At this time of year, almost everyone is wishing each other “Happy New Year,” even to strangers. It is a universal wish that we all want to be happy (except for the occasional Scrooge and his “Bah, humbug!”).
Besides wishing general happiness to others, some people also make resolutions for specific improvements in their own lives. For some who are successful in life or are emotionally mature, resolutions may not seem necessary, as they pursue their goals. For others, however, life may be difficult, and hope can seem elusive or irrelevant. They may live with the depressing, desperate, sense that nothing can ever change for the better – the awful realization that this is your life, and the meager amount of happiness you now enjoy is all that you can expect in the future, so why bother making unrealistic New Year’s resolutions, bound to fail.
Except: our humanity seems to require that we stay hopeful in life, lest we slide into bitterness or despair, and give up on life. So it is not merely a bit of fun to make a New Year’s resolution. For many it is a concrete expression of hope.
Hope actually comes in numerous different flavors of feeling: from the unrealistic (I hope I’ll win a million dollars in the lottery), to the heartfelt (I hope I can be more kind and less neglectful/critical of my partner/children/friends), to the challenging (I hope I can finally finish my big project), to the dire and almost unspeakable (I hope I won’t kill myself), to the hoping against hope (I hope I won’t relapse into addiction).
It can be scary for some even to wish for a better life. It is even more daunting to commit oneself to those actions necessary to make the wish into reality. Hopeful resolutions need to be followed by disciplined actions, which is where some of our clients/patients can appear inadequate. Yet even voicing their wishes (and their apprehensions) is useful, and provides us therapists with an opportunity to explore the various feelings (and beliefs and behaviors) that our patients/clientengage in, about improving their futures.
New Year’s resolutions are often about getting rid of bad habits, but the good routines and choices in a client’s/patient’s life also need to be recognized, as positive weights in the scales of life. Resolutions unfortunately can be an occasion for finding fault with oneself and heaping on guilt, instead of being a creative exercise in finding opportunities for growth. Sometimes deliberately doing a very small positive action can provide that bit of optimism needed to build up one’s hopes.

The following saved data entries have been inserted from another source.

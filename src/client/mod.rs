//! Per-system REST operations.
//!
//! [`SystemStatusClient`] wraps one [`RemoteEndpoint`] and a shared
//! [`TransportClient`]. Single-request operations map their payload with
//! [`crate::data::mapper`]; composed operations use the combinators in
//! [`compose`] so that their failure semantics are visible at the call site.
//!
//! ## REST surface
//!
//! | Operation | Path |
//! |---|---|
//! | status | `status` |
//! | system version | `services/manifests` |
//! | jobs by type | `secondary-analysis/job-manager/jobs/{jobType}` |
//! | job by id | `secondary-analysis/job-manager/jobs/import-dataset/{jobId}` |
//! | job events | `secondary-analysis/job-manager/jobs/import-dataset/{jobId}/events` |
//! | alarms | `smrt-base/alarms` |

pub mod compose;

use std::fmt;
use std::sync::Arc;

use serde_json::Value;
use tracing::{debug, warn};

use crate::data::mapper;
use crate::data::{
    Alarm, JobEvent, ServerStatus, ServiceJob, ServiceJobWithEvents, UNKNOWN_SYSTEM_VERSION,
};
use crate::endpoint::RemoteEndpoint;
use crate::error::ClientError;
use crate::transport::TransportClient;

use compose::{all_or_nothing, best_effort};

/// Manifest id that carries the SMRT Link system version.
pub const SMRTLINK_MANIFEST_ID: &str = "smrtlink";

/// Job type namespace used for job-by-id lookups, whatever the job's real
/// type is. The server resolves ids across types under this path.
pub const JOB_LOOKUP_NAMESPACE: &str = "import-dataset";

const JOBS_ROOT: &str = "secondary-analysis/job-manager/jobs";

pub fn status_path() -> &'static str {
    "status"
}

pub fn manifests_path() -> &'static str {
    "services/manifests"
}

pub fn alarms_path() -> &'static str {
    "smrt-base/alarms"
}

pub fn jobs_path(job_type: &str) -> String {
    format!("{}/{}", JOBS_ROOT, job_type)
}

pub fn job_path(job_id: i64) -> String {
    format!("{}/{}/{}", JOBS_ROOT, JOB_LOOKUP_NAMESPACE, job_id)
}

pub fn job_events_path(job_id: i64) -> String {
    format!("{}/events", job_path(job_id))
}

/// Endpoint-relative path of a job's detail page.
pub fn job_page_path(job_id: i64) -> String {
    format!("{}/{}", JOBS_ROOT, job_id)
}

/// Client for one monitored SMRT Link system.
///
/// # Example
///
/// ```no_run
/// use std::sync::Arc;
/// use smrtlink_doctor::{HttpTransport, RemoteEndpoint, SystemStatusClient};
///
/// # tokio_test::block_on(async {
/// let transport = Arc::new(HttpTransport::builder().timeout_millis(5_000).build().unwrap());
/// let client = SystemStatusClient::new(RemoteEndpoint::new("smrtlink-alpha", 8081), transport);
///
/// let status = client.get_versions().await.unwrap();
/// println!("{} (system {:?})", status.summary_line(), status.system_version);
/// # });
/// ```
#[derive(Clone)]
pub struct SystemStatusClient {
    endpoint: RemoteEndpoint,
    transport: Arc<dyn TransportClient>,
}

impl SystemStatusClient {
    pub fn new(endpoint: RemoteEndpoint, transport: Arc<dyn TransportClient>) -> Self {
        Self {
            endpoint,
            transport,
        }
    }

    pub fn endpoint(&self) -> &RemoteEndpoint {
        &self.endpoint
    }

    /// Endpoint-relative path of a job's detail page.
    pub fn job_url(&self, job_id: i64) -> String {
        job_page_path(job_id)
    }

    async fn fetch(&self, path: &str) -> Result<Value, ClientError> {
        let value = self.transport.get(&self.endpoint, path).await?;
        Ok(value)
    }

    pub async fn get_status(&self) -> Result<ServerStatus, ClientError> {
        let json = self.fetch(status_path()).await?;
        Ok(mapper::map_status(&json))
    }

    /// Look up the `smrtlink` manifest version.
    ///
    /// Resolves to `"Unknown"` when the listing has no such entry; fails
    /// when the listing itself cannot be fetched or mapped.
    pub async fn try_get_system_version(&self) -> Result<String, ClientError> {
        let json = self.fetch(manifests_path()).await?;
        let manifests = mapper::map_manifests(&json)?;

        let version = manifests
            .iter()
            .find(|m| m.id == SMRTLINK_MANIFEST_ID)
            .map(|m| mapper::normalize_version(Some(&m.version), UNKNOWN_SYSTEM_VERSION));

        if version.is_none() {
            debug!(endpoint = %self.endpoint, "no '{}' manifest", SMRTLINK_MANIFEST_ID);
        }
        Ok(version.unwrap_or_else(|| UNKNOWN_SYSTEM_VERSION.to_string()))
    }

    /// Like [`try_get_system_version`](Self::try_get_system_version), but
    /// any failure resolves to `"Unknown"`.
    pub async fn get_system_version(&self) -> String {
        self.try_get_system_version().await.unwrap_or_else(|e| {
            warn!(endpoint = %self.endpoint, error = %e, "system version lookup failed");
            UNKNOWN_SYSTEM_VERSION.to_string()
        })
    }

    /// Status with the system version attached.
    ///
    /// The manifest lookup is best-effort: its failure yields
    /// `system_version == "Unknown"`. A status failure fails the call.
    pub async fn get_versions(&self) -> Result<ServerStatus, ClientError> {
        let (status, version) = best_effort(
            self.get_status(),
            self.try_get_system_version(),
            || UNKNOWN_SYSTEM_VERSION.to_string(),
        )
        .await?;
        Ok(status.with_system_version(version))
    }

    pub async fn get_jobs_by_type(&self, job_type: &str) -> Result<Vec<ServiceJob>, ClientError> {
        let json = self.fetch(&jobs_path(job_type)).await?;
        Ok(mapper::map_jobs(&json)?)
    }

    pub async fn get_alarms(&self) -> Result<Vec<Alarm>, ClientError> {
        let json = self.fetch(alarms_path()).await?;
        Ok(mapper::map_alarms(&json)?)
    }

    pub async fn get_job_by_id(&self, job_id: i64) -> Result<ServiceJob, ClientError> {
        let json = self.fetch(&job_path(job_id)).await?;
        Ok(mapper::map_job(&json)?)
    }

    /// Events for a job, in feed order.
    pub async fn get_job_events(&self, job_id: i64) -> Result<Vec<JobEvent>, ClientError> {
        let json = self.fetch(&job_events_path(job_id)).await?;
        Ok(mapper::map_events(&json)?)
    }

    /// A job and its events. Either request failing fails the call.
    pub async fn get_service_job_with_events(
        &self,
        job_id: i64,
    ) -> Result<ServiceJobWithEvents, ClientError> {
        let (job, events) = all_or_nothing(
            ("job lookup", self.get_job_by_id(job_id)),
            ("job events", self.get_job_events(job_id)),
        )
        .await?;
        Ok(ServiceJobWithEvents { job, events })
    }
}

impl fmt::Debug for SystemStatusClient {
    fn fmt(&self, f: &mut fmt::Formatter<'_>) -> fmt::Result {
        f.debug_struct("SystemStatusClient")
            .field("endpoint", &self.endpoint)
            .finish()
    }
}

At the same time, some setbacks can be expected. We humans may wish for great things, but our human flaws make life’s journey more complicated than the familiar conclusion to traditional children’s tales — “they lived happily ever after.” Most New Year’s resolutions fade or fail because they don’t include a clear way of dealing with the near-inevitable lapses, forgettings, and willed avoidances that humans are prone to. To keep alive the hopes for a fresh start, people need three things: (1) a conscious expectation that slips will occur, naturally; (2) a prepared, rehearsed reminder that one slip does not invalidate the resolution, and that one can start over again the next day; (3) a willingness to praise oneself when one does renew the resolution’s focused activity.
As therapists, it is often appropriate at New Years to ask our patients/clients: How would you like this new year to resemble or be different from the previous year? Our next words will be guided by their answer, whether it be optimistic, ambivalent, pessimistic, or evasive. New Years is the time when a client’s/patient’s formative past, recent present, and future imagining all come together – a confluence of all the implications of Time and how we hope to use it, given our experiences to date. When the calendar changes from the year now past to the next one beginning, everyone is alert to this special event, so it is a natural season to step back and look at the big picture of a person’s life. This is the prime time to make a review (of past behaviors and attitudes), then reflect (on present feelings and beliefs), and finally resolve (to translate hopes into actions).
Generally, we believe that everyone has a hope of betterment buried somewhere within them. Sometimes it can feel threatening to mention even in a therapy session. But we are trained in ways of facilitating the verbalization of the difficult. Perhaps it comes as a faint day (or night) dream, or perhaps as a guided fantasy, e.g., of being granted three wishes at the invitation of the Good Fairy as she waves her magic wand. Sometimes it takes daring to imagine something that seems impossible to have – which is where we therapists can help, in the emergence of a hope, something fragile and vulnerable, yet so important.
Making a New Year’s resolution is all about keeping hope alive.